Question : repoussé à 1'18'' d'Arnaud Démare au général et donc à 1'02'' d'Alaphilippe et à 59 secondes d'Henao et de Martin, Alberto Contador peut-il encore briguer un troisième succès sur la "Course au Soleil" ? La réponse est évidemment oui. Oui car El Pistolero est un coureur exceptionnel, oui car le Col de la Couillole et ses 1700 mètres d'altitude samedi l'avantageront, lui le pur grimpeur, et oui car il peut surprendre tout le monde à tout moment. Il n'empêche que l'Espagnol est apparu marqué ce mercredi soir après deux étapes dans des conditions difficiles et une nouvelle dans le froid hier, lui qui aime par dessus tout la chaleur.

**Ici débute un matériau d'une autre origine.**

use clap::{Parser, Subcommand};
use std::fs;
use std::path::{Path, PathBuf};
use tracing::info;
use tracing_subscriber::EnvFilter;

use eventrom_core::compression::{compress, compressed_length, decompress};
use eventrom_core::{compile_script_from_str, EventSession, RomImage, RomLayout};

#[derive(Debug, Parser)]
#[command(name = "eventrom", version, about = "Event script and free space tooling for ROM images")]
struct Args {
    /// JSON file overriding the default image layout.
    #[arg(long, global = true)]
    layout: Option<PathBuf>,

    #[command(subcommand)]
    command: Command,
}

#[derive(Debug, Subcommand)]
enum Command {
    /// Decompress the block at a file offset.
    Decompress {
        #[arg(long)]
        rom: PathBuf,
        #[arg(long, value_parser = parse_number)]
        offset: usize,
        #[arg(long)]
        output: PathBuf,
    },

    /// Compress a raw file into a block.
    Compress {
        #[arg(long)]
        input: PathBuf,
        #[arg(long)]
        output: PathBuf,
    },

    /// Print the disassembled event script of a location.
    DumpScript {
        #[arg(long)]
        rom: PathBuf,
        #[arg(long, value_parser = parse_location)]
        location: u16,
    },

    /// Assemble mnemonics into raw command bytes.
    Assemble {
        #[arg(long)]
        input: PathBuf,
        #[arg(long)]
        output: PathBuf,
    },

    /// Report the free and used segments of an image as JSON.
    FreeSpace {
        #[arg(long)]
        rom: PathBuf,
    },
}

fn parse_number(s: &str) -> Result<usize, String> {
    let res = if let Some(hex) = s.strip_prefix("0x").or_else(|| s.strip_prefix("0X")) {
        usize::from_str_radix(hex, 16)
    } else {
        s.parse::<usize>()
    };
    res.map_err(|e| format!("'{}' is not a number: {}", s, e))
}

fn parse_location(s: &str) -> Result<u16, String> {
    let n = parse_number(s)?;
    u16::try_from(n).map_err(|_| format!("location {:#X} does not fit in 16 bits", n))
}

fn load_layout(path: Option<&Path>) -> eventrom_core::Result<RomLayout> {
    match path {
        Some(path) => {
            let layout = RomLayout::load(path)?;
            info!("Loaded layout from {:?}", path);
            Ok(layout)
        }
        None => Ok(RomLayout::default()),
    }
}

fn run(args: Args) -> eventrom_core::Result<()> {
    let layout = load_layout(args.layout.as_deref())?;

    match args.command {
        Command::Decompress {
            rom,
            offset,
            output,
        } => {
            let data = fs::read(&rom)?;
            let len = compressed_length(&data, offset)?;
            let out = decompress(&data, offset)?;
            fs::write(&output, &out)?;
            info!(
                "{} compressed bytes at {:#X} expanded to {} bytes",
                len,
                offset,
                out.len()
            );
        }

        Command::Compress { input, output } => {
            let data = fs::read(&input)?;
            let block = compress(&data)?;
            fs::write(&output, &block)?;
            info!("{} bytes compressed to {} bytes", data.len(), block.len());
        }

        Command::DumpScript { rom, location } => {
            let image = RomImage::load(&rom, layout)?;
            let mut session = EventSession::new(image);
            let script = session.get(location)?;
            println!("{}", script.disassemble()?);
        }

        Command::Assemble { input, output } => {
            let src = fs::read_to_string(&input)?;
            let bytes = compile_script_from_str(&src)?;
            fs::write(&output, &bytes)?;
            info!("assembled {} bytes", bytes.len());
        }

        Command::FreeSpace { rom } => {
            let image = RomImage::load(&rom, layout)?;
            let segments: Vec<_> = image.space().segments().collect();
            println!("{}", serde_json::to_string_pretty(&segments)?);
            info!(
                "{:#X} bytes free, {:#X} bytes used",
                image.space().free_bytes(),
                image.space().used_bytes()
            );
        }
    }

    Ok(())
}

fn main() {
    tracing_subscriber::fmt()
        .with_env_filter(
            EnvFilter::try_from_default_env()
                .unwrap_or_else(|_| EnvFilter::new("eventrom_core=info,EventRom_CLI=info")),
        )
        .with_writer(std::io::stderr)
        .init();

    let args = Args::parse();

    if let Err(err) = run(args) {
        eprintln!("Error: {err}");
        std::process::exit(1);
    }
}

Ce Paris-Nice exceptionnel ayant créé des écarts monstres au général (le 31e, John Degenkolb est déjà à neuf minutes), ils ne sont plus beaucoup à pouvoir y croire. Le Français Warren Barguil en fait partie. Sans faire de bruit, le Breton est encore dans les clous (17e à 1'17''). Au départ de la 3e étape, il a longuement discuté avec Bernard Hinault près du podium. Et si le "Blaireau" lui avait donné de bons conseils ? Au dessus de la minute, il reste aussi Ilnur Zakarin (14e à 1'01''). Vainqueur d'une étape du Tour 2016, le Russe est redoutable quand la pente se fait dure.

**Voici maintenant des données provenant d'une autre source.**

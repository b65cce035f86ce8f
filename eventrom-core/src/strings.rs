use std::collections::{BTreeMap, BTreeSet};

use tracing::debug;

use crate::rom::RomImage;
use crate::{Result, RomError};

const TERMINATOR: u8 = 0x00;
const MAX_STRINGS: usize = 0x100;

/// Strings referenced by a script's textbox commands.
///
/// On disk a table is a run of 2-byte bank-relative pointers followed by
/// 0x00-terminated strings. Loaded indices may be sparse until the first
/// edit compacts them.
#[derive(Clone, Debug, Default, PartialEq, Eq)]
pub(crate) struct StringTable {
    strings: BTreeMap<usize, Vec<u8>>,
    compacted: bool,
    dirty: bool,
    /// File range of the block the strings came from, when it holds nothing else.
    extent: Option<(usize, usize)>,
}

fn read_terminated(rom: &RomImage, start: usize, limit: usize) -> Result<Vec<u8>> {
    let limit = limit.min(rom.len());
    let bytes = rom.data().get(start..limit).ok_or_else(|| {
        RomError::StringTable(format!("string at {:#X} lies outside its bank", start))
    })?;
    let len = bytes
        .iter()
        .position(|&b| b == TERMINATOR)
        .ok_or_else(|| {
            RomError::StringTable(format!("string at {:#X} is not terminated", start))
        })?;
    Ok(bytes[..len].to_vec())
}

fn check_text(text: &[u8]) -> Result<()> {
    if text.contains(&TERMINATOR) {
        return Err(RomError::InvalidArgument(
            "string contains the 0x00 terminator".to_string(),
        ));
    }
    Ok(())
}

impl StringTable {
    pub(crate) fn from_loaded(strings: BTreeMap<usize, Vec<u8>>, extent: Option<(usize, usize)>) -> Self {
        StringTable {
            strings,
            compacted: false,
            dirty: false,
            extent,
        }
    }

    /// Reads the strings at `used` indices from the table at file offset `table`.
    pub(crate) fn load(rom: &RomImage, table: usize, used: &BTreeSet<usize>) -> Result<Self> {
        let max = match used.iter().next_back() {
            Some(&max) => max,
            None => return Ok(Self::default()),
        };
        let bank_size = rom.layout().bank_size;
        let bank_start = table - table % bank_size;

        let mut strings = BTreeMap::new();
        // Where the next string must start for the block to be a plain
        // table-then-strings layout.
        let mut cursor = Some(table + 2 * (max + 1));
        for &idx in used {
            let slot = table + 2 * idx;
            let ptr = rom.read_u16(slot).map_err(|_| {
                RomError::StringTable(format!("pointer {} at {:#X} is outside the image", idx, slot))
            })? as usize;
            let start = bank_start + ptr;
            let text = read_terminated(rom, start, bank_start + bank_size)?;
            cursor = cursor
                .filter(|&c| c == start)
                .map(|c| c + text.len() + 1);
            strings.insert(idx, text);
        }

        let extent = match cursor {
            Some(end) if used.len() == max + 1 => Some((table, end)),
            _ => {
                debug!(
                    "string table at {:#X} is not a simple contiguous block",
                    table
                );
                None
            }
        };
        Ok(Self::from_loaded(strings, extent))
    }

    pub(crate) fn len(&self) -> usize {
        self.strings.len()
    }

    pub(crate) fn get(&self, idx: usize) -> Option<&[u8]> {
        self.strings.get(&idx).map(Vec::as_slice)
    }

    pub(crate) fn iter(&self) -> impl Iterator<Item = (usize, &[u8])> + '_ {
        self.strings.iter().map(|(&idx, s)| (idx, s.as_slice()))
    }

    pub(crate) fn set(&mut self, idx: usize, text: &[u8]) -> Result<()> {
        check_text(text)?;
        let slot = self
            .strings
            .get_mut(&idx)
            .ok_or(RomError::NoSuchString(idx))?;
        *slot = text.to_vec();
        self.dirty = true;
        Ok(())
    }

    /// Appends a string at the next index.
    pub(crate) fn add(&mut self, text: &[u8]) -> Result<usize> {
        check_text(text)?;
        let idx = self.strings.keys().next_back().map_or(0, |&k| k + 1);
        if idx >= MAX_STRINGS {
            return Err(RomError::StringTable(format!(
                "a script holds at most {} strings",
                MAX_STRINGS
            )));
        }
        self.strings.insert(idx, text.to_vec());
        self.dirty = true;
        Ok(idx)
    }

    pub(crate) fn is_compacted(&self) -> bool {
        self.compacted
    }

    /// Old index to new index, numbering strings by their sorted position.
    pub(crate) fn compaction_map(&self) -> BTreeMap<usize, usize> {
        self.strings
            .keys()
            .enumerate()
            .map(|(new, &old)| (old, new))
            .collect()
    }

    pub(crate) fn compact(&mut self) {
        if self.compacted {
            return;
        }
        let renumbered = self.strings.keys().enumerate().any(|(new, &old)| new != old);
        let strings = std::mem::take(&mut self.strings);
        self.strings = strings.into_values().enumerate().collect();
        self.compacted = true;
        self.dirty |= renumbered;
    }

    pub(crate) fn is_dirty(&self) -> bool {
        self.dirty
    }

    pub(crate) fn extent(&self) -> Option<(usize, usize)> {
        self.extent
    }

    pub(crate) fn mark_written(&mut self, extent: (usize, usize)) {
        self.extent = Some(extent);
        self.dirty = false;
    }

    pub(crate) fn block_len(&self) -> usize {
        2 * self.strings.len() + self.strings.values().map(|s| s.len() + 1).sum::<usize>()
    }

    /// Lays the table out for file offset `offset`.
    pub(crate) fn serialize(&self, offset: usize, bank_size: usize) -> Result<Vec<u8>> {
        if self.strings.keys().enumerate().any(|(i, &k)| i != k) {
            return Err(RomError::StringTable(
                "cannot write a sparse string table".to_string(),
            ));
        }
        let total = self.block_len();
        if bank_size > 0x1_0000 || offset % bank_size + total > bank_size {
            return Err(RomError::StringTable(format!(
                "string block of {} bytes at {:#X} crosses a bank",
                total, offset
            )));
        }

        let mut pointers = Vec::with_capacity(2 * self.strings.len());
        let mut body = Vec::with_capacity(total);
        let mut cursor = offset + 2 * self.strings.len();
        for text in self.strings.values() {
            pointers.extend_from_slice(&((cursor % bank_size) as u16).to_le_bytes());
            body.extend_from_slice(text);
            body.push(TERMINATOR);
            cursor += text.len() + 1;
        }
        pointers.append(&mut body);
        Ok(pointers)
    }
}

►Ils sont très bien placés pour remporter Paris-Nice​

Vainqueur du Tour de Californie la saison dernière, Julian Alaphilippe est capable de remporter une course par étapes de huit jours. Et s'il succédait à Laurent Jalabert (dernier vainqueur français en 1997) à qui il ressemble dans le profil de coureur ? Puncheur-grimpeur, l'homme de Quick Step-Floors est en forme sur ce Paris-Nice, comme l'a prouvé sa deuxième place dimanche derrière Démare. Il est d'ailleurs le dauphin du Picard au général et possède 17 secondes d'avance sur un duo composé de son coéquipier Dan Martin et de Sergio Henao.

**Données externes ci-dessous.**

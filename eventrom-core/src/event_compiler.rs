use thiserror::Error;

use crate::opcodes::{command_size, lookup_mnemonic, opcode_def, CallMode, EventCommand};

/// Errors that can occur while assembling event-script mnemonics.
#[derive(Debug, Error)]
pub enum ScriptCompileError {
    #[error("unknown opcode '{opcode}' on line {line}")]
    UnknownOpcode { line: usize, opcode: String },

    #[error("wrong argument count for {opcode} on line {line}: expected {expected}, got {got}")]
    WrongArgCount {
        line: usize,
        opcode: String,
        expected: usize,
        got: usize,
    },

    #[error("failed to parse integer '{token}' on line {line}")]
    ParseInt {
        line: usize,
        token: String,
        #[source]
        source: std::num::ParseIntError,
    },

    #[error("value '{token}' on line {line} is out of range for {kind}")]
    ValueOutOfRange {
        line: usize,
        token: String,
        kind: &'static str,
    },

    #[error("invalid {opcode} on line {line}: {reason}")]
    InvalidCommand {
        line: usize,
        opcode: String,
        reason: String,
    },
}

fn parse_int(line: usize, token: &str) -> Result<u32, ScriptCompileError> {
    let t = token.trim_end_matches(',');
    let res = if let Some(hex) = t.strip_prefix("0x").or_else(|| t.strip_prefix("0X")) {
        u32::from_str_radix(hex, 16)
    } else {
        t.parse::<u32>()
    };

    res.map_err(|e| ScriptCompileError::ParseInt {
        line,
        token: t.to_string(),
        source: e,
    })
}

fn parse_bounded(
    line: usize,
    token: &str,
    max: u32,
    kind: &'static str,
) -> Result<u32, ScriptCompileError> {
    let value = parse_int(line, token)?;
    if value > max {
        return Err(ScriptCompileError::ValueOutOfRange {
            line,
            token: token.to_string(),
            kind,
        });
    }
    Ok(value)
}

fn parse_u8(line: usize, token: &str) -> Result<u8, ScriptCompileError> {
    Ok(parse_bounded(line, token, 0xFF, "byte")? as u8)
}

fn expect_args(
    line: usize,
    opcode: &str,
    args: &[&str],
    expected: usize,
) -> Result<(), ScriptCompileError> {
    if args.len() != expected {
        return Err(ScriptCompileError::WrongArgCount {
            line,
            opcode: opcode.to_string(),
            expected,
            got: args.len(),
        });
    }
    Ok(())
}

fn invalid(line: usize, opcode: &str, err: crate::RomError) -> ScriptCompileError {
    ScriptCompileError::InvalidCommand {
        line,
        opcode: opcode.to_string(),
        reason: err.to_string(),
    }
}

/// Assemble event-script mnemonics into commands.
///
/// One command per line; mnemonics are case-insensitive and numbers are
/// decimal or 0x-prefixed hex. A few commands take logical operands:
///
/// - `CallObjFunc obj func priority` (also `CallObjFuncSync`, `CallObjFuncHalt`)
/// - `ShowObject obj` / `HideObject obj` / `RemoveObject obj`
/// - `StringIndex rom_address`
/// - `MemCopy ram_address byte...`
///
/// Every other mnemonic, including the `OpXX` form, is followed by its raw
/// argument bytes. Blank lines and lines starting with `#` or `//` are ignored.
pub fn compile_commands_from_str(src: &str) -> Result<Vec<EventCommand>, ScriptCompileError> {
    let mut out = Vec::new();

    for (idx, raw_line) in src.lines().enumerate() {
        let line_no = idx + 1;
        let line = raw_line.trim();
        if line.is_empty() || line.starts_with('#') || line.starts_with("//") {
            continue;
        }

        let mut parts = line.split_whitespace();
        let op_tok = match parts.next() {
            Some(tok) => tok,
            None => continue,
        };
        let args: Vec<&str> = parts.collect();
        let mnemonic = op_tok.to_ascii_uppercase();

        let cmd = match mnemonic.as_str() {
            "CALLOBJFUNC" | "CALLOBJFUNCSYNC" | "CALLOBJFUNCHALT" => {
                expect_args(line_no, op_tok, &args, 3)?;
                let obj = parse_bounded(line_no, args[0], 0x7F, "object (0-127)")?;
                let func = parse_bounded(line_no, args[1], 0x0F, "function (0-15)")?;
                let priority = parse_bounded(line_no, args[2], 0x07, "priority (0-7)")?;
                let mode = match mnemonic.as_str() {
                    "CALLOBJFUNC" => CallMode::Continue,
                    "CALLOBJFUNCSYNC" => CallMode::Sync,
                    _ => CallMode::Halt,
                };
                EventCommand::call_obj_function(obj as usize, func as usize, priority as u8, mode)
                    .map_err(|e| invalid(line_no, op_tok, e))?
            }

            "SHOWOBJECT" | "HIDEOBJECT" | "REMOVEOBJECT" => {
                expect_args(line_no, op_tok, &args, 1)?;
                let obj = parse_bounded(line_no, args[0], 0x7F, "object (0-127)")? as usize;
                let built = match mnemonic.as_str() {
                    "SHOWOBJECT" => EventCommand::set_object_visibility(obj, true),
                    "HIDEOBJECT" => EventCommand::set_object_visibility(obj, false),
                    _ => EventCommand::remove_object(obj),
                };
                built.map_err(|e| invalid(line_no, op_tok, e))?
            }

            "STRINGINDEX" => {
                expect_args(line_no, op_tok, &args, 1)?;
                let addr = parse_bounded(line_no, args[0], 0xFF_FFFF, "24-bit address")?;
                EventCommand::string_index(addr as usize).map_err(|e| invalid(line_no, op_tok, e))?
            }

            "MEMCOPY" => {
                if args.is_empty() {
                    return Err(ScriptCompileError::WrongArgCount {
                        line: line_no,
                        opcode: op_tok.to_string(),
                        expected: 1,
                        got: 0,
                    });
                }
                let addr = parse_bounded(line_no, args[0], 0xFF_FFFF, "24-bit address")?;
                let data = args[1..]
                    .iter()
                    .map(|t| parse_u8(line_no, t))
                    .collect::<Result<Vec<u8>, _>>()?;
                EventCommand::mem_copy(addr as usize, &data)
                    .map_err(|e| invalid(line_no, op_tok, e))?
            }

            _ => {
                let opcode = lookup_mnemonic(op_tok).ok_or_else(|| {
                    ScriptCompileError::UnknownOpcode {
                        line: line_no,
                        opcode: op_tok.to_string(),
                    }
                })?;
                let bytes = args
                    .iter()
                    .map(|t| parse_u8(line_no, t))
                    .collect::<Result<Vec<u8>, _>>()?;

                let mut encoded = Vec::with_capacity(bytes.len() + 1);
                encoded.push(opcode);
                encoded.extend_from_slice(&bytes);
                let expected = match command_size(&encoded, 0) {
                    Ok(size) => size,
                    Err(_) => opcode_def(opcode).size as usize,
                };
                expect_args(line_no, op_tok, &args, expected - 1)?;
                EventCommand::new(opcode, bytes).map_err(|e| invalid(line_no, op_tok, e))?
            }
        };

        out.push(cmd);
    }

    Ok(out)
}

/// Assemble event-script mnemonics straight into instruction bytes.
pub fn compile_script_from_str(src: &str) -> Result<Vec<u8>, ScriptCompileError> {
    Ok(compile_commands_from_str(src)?
        .iter()
        .flat_map(EventCommand::to_bytes)
        .collect())
}

#[cfg(test)]
mod tests {
    use super::*;

    #[test]
    fn compiles_call_obj_func() {
        let bytes = compile_script_from_str("CallObjFuncHalt 1 3 4").unwrap();
        assert_eq!(bytes, vec![0x04, 0x02, 0x43]);
    }

    #[test]
    fn compiles_generic_mnemonics() {
        let src = "
            # intro
            Textbox 2
            JumpForward 0x05
            IfLocalByte 1 2 3 4
            Op3A
            return
        ";
        let bytes = compile_script_from_str(src).unwrap();
        assert_eq!(
            bytes,
            vec![0xBB, 0x02, 0x10, 0x05, 0x12, 1, 2, 3, 4, 0x3A, 0x00]
        );
    }

    #[test]
    fn compiles_visibility_and_strings() {
        let src = "HideObject 3\nStringIndex 0xC60040\nEnd";
        let bytes = compile_script_from_str(src).unwrap();
        assert_eq!(bytes, vec![0x7D, 0x06, 0xB8, 0x40, 0x00, 0xC6, 0xB2]);
    }

    #[test]
    fn compiles_mem_copy() {
        let bytes = compile_script_from_str("MemCopy 0x7E2000 1 2").unwrap();
        assert_eq!(bytes, vec![0x4E, 0x00, 0x20, 0x7E, 4, 0, 1, 2]);
    }

    #[test]
    fn compiles_variable_display_effect() {
        let bytes = compile_script_from_str("DisplayEffect 0x21 7 8").unwrap();
        assert_eq!(bytes, vec![0x88, 0x21, 7, 8]);
    }

    #[test]
    fn reports_line_numbers() {
        let err = compile_script_from_str("Return\nFrobnicate 1").unwrap_err();
        assert!(matches!(err, ScriptCompileError::UnknownOpcode { line: 2, .. }));

        let err = compile_script_from_str("Textbox").unwrap_err();
        assert!(matches!(
            err,
            ScriptCompileError::WrongArgCount {
                line: 1,
                expected: 1,
                got: 0,
                ..
            }
        ));

        let err = compile_script_from_str("CallObjFunc 1 16 0").unwrap_err();
        assert!(matches!(err, ScriptCompileError::ValueOutOfRange { line: 1, .. }));

        let err = compile_script_from_str("Textbox 0x100").unwrap_err();
        assert!(matches!(err, ScriptCompileError::ValueOutOfRange { .. }));

        let err = compile_script_from_str("Textbox zz").unwrap_err();
        assert!(matches!(err, ScriptCompileError::ParseInt { .. }));
    }
}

Chez Quick Step, on pourra jouer sur deux tableaux à partir de vendredi avec le discret mais toujours présent Martin et le spectaculaire Alaphilippe. Mais les deux compères devront se méfier de celui qui apparaît comme le favori numéro un désormais : Sergio Henao. Dans la longue lignée des coureurs Sky, le Colombien ne fait pas tâche, à la seule différence que son talent n'a d'égal que sa discrétion. Sans maillot de champion national de Colombie, on le remarquerait à peine. Dimanche à Nice, il pourrait pourtant remporter la plus belle course de sa carrière.